**Directions**
A line qualifies if it holds the string "WsReader". Copy every qualifying line from the records.

Recorded data Start Marker

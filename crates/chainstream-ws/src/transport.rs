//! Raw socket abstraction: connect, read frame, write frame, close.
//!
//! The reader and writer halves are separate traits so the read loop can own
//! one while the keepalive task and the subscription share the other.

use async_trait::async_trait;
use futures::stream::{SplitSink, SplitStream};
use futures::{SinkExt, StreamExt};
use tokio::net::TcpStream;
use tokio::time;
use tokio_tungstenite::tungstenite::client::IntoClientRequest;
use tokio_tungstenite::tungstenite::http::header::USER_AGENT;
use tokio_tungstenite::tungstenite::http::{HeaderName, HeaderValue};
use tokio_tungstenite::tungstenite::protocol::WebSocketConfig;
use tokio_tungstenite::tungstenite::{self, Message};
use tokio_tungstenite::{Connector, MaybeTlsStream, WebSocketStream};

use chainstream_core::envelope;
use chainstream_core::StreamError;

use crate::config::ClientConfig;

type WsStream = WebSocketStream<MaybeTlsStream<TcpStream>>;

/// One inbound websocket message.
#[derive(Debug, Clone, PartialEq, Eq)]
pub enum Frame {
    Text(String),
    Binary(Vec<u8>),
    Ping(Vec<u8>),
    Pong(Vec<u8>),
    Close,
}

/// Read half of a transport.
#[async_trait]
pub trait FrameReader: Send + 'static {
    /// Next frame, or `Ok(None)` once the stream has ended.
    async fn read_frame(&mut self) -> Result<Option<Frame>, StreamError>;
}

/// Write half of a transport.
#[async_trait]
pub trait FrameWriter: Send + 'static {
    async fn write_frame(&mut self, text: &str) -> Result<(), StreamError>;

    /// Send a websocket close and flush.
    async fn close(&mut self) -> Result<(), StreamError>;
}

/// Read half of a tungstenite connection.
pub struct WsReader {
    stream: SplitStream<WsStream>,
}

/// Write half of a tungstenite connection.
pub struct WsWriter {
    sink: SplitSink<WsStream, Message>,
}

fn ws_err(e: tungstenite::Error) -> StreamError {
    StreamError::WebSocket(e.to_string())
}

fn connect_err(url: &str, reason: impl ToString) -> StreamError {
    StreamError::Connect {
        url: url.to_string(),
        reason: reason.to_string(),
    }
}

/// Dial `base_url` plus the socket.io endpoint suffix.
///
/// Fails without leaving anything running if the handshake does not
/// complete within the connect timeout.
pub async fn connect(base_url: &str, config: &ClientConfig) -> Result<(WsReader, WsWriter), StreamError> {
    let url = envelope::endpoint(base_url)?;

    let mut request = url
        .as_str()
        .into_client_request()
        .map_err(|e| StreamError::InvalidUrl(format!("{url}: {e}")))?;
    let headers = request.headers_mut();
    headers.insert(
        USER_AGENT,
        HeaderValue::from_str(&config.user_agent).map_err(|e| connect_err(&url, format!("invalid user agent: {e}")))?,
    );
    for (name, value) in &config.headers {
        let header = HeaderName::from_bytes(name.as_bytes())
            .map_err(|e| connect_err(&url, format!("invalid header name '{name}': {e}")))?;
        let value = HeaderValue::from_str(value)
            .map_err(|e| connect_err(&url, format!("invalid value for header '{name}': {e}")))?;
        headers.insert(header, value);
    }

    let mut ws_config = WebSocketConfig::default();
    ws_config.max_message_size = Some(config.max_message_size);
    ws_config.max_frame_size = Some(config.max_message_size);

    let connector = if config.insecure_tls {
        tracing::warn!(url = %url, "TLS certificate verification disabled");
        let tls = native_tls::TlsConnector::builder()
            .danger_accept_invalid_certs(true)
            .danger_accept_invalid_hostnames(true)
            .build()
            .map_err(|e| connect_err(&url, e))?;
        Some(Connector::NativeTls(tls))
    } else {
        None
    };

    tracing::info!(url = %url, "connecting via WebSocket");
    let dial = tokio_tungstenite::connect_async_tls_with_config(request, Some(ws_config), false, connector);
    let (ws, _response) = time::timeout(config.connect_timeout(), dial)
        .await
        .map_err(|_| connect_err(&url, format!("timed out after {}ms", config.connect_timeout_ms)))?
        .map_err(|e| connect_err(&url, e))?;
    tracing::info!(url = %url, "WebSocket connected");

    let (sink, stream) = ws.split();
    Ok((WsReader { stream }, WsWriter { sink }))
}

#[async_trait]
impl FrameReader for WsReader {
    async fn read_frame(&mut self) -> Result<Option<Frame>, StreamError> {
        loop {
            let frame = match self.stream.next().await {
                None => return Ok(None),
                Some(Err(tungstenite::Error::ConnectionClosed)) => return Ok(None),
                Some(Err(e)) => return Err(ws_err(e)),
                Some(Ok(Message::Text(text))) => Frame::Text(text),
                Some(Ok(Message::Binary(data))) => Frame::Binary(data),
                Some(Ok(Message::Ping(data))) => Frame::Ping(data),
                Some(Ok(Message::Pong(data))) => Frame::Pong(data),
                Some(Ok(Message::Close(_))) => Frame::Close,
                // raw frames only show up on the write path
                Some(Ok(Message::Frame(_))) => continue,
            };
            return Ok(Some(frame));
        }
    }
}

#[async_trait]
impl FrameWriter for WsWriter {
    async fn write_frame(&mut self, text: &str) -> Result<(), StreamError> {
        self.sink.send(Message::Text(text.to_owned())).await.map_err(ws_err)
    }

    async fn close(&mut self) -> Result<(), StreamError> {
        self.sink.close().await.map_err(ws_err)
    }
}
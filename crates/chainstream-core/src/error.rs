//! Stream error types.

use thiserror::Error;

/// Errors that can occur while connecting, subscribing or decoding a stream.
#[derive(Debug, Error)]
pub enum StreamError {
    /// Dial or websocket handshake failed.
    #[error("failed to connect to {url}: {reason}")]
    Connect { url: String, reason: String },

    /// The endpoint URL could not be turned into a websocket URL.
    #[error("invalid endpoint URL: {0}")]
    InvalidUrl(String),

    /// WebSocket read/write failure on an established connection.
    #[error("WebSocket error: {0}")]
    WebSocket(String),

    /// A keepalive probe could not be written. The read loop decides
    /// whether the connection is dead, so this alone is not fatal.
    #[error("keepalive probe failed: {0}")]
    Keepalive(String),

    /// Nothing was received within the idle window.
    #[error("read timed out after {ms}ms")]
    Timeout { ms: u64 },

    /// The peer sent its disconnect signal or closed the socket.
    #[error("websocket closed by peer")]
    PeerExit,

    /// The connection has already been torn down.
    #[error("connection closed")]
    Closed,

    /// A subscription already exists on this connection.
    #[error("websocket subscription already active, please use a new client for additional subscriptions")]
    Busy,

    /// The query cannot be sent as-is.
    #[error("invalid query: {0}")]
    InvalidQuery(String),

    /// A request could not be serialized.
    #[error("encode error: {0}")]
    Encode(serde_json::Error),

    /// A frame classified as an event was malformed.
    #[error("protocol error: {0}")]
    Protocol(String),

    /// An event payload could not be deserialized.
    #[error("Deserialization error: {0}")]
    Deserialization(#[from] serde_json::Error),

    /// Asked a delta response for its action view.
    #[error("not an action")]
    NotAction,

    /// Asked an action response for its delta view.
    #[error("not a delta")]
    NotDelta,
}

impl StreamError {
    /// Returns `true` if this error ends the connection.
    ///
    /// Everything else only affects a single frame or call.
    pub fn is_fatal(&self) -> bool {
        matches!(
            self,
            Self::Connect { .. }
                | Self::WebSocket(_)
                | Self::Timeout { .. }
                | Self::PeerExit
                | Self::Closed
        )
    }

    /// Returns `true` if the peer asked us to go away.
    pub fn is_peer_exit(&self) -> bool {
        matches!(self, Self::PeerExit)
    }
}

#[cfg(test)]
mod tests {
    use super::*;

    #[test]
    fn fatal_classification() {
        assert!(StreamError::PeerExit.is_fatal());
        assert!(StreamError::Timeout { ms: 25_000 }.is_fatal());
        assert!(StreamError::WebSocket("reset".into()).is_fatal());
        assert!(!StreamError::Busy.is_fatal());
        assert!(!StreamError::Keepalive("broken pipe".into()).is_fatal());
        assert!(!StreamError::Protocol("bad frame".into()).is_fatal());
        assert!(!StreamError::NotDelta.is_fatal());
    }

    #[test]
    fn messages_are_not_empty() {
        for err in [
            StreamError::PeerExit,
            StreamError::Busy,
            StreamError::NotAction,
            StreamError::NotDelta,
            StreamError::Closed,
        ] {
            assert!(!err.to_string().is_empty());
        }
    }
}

Recorded data End Marker

**Problem solution**
pub struct WsReader {
pub async fn connect(base_url: &str, config: &ClientConfig) -> Result<(WsReader, WsWriter), StreamError> {
    Ok((WsReader { stream }, WsWriter { sink }))
impl FrameReader for WsReader {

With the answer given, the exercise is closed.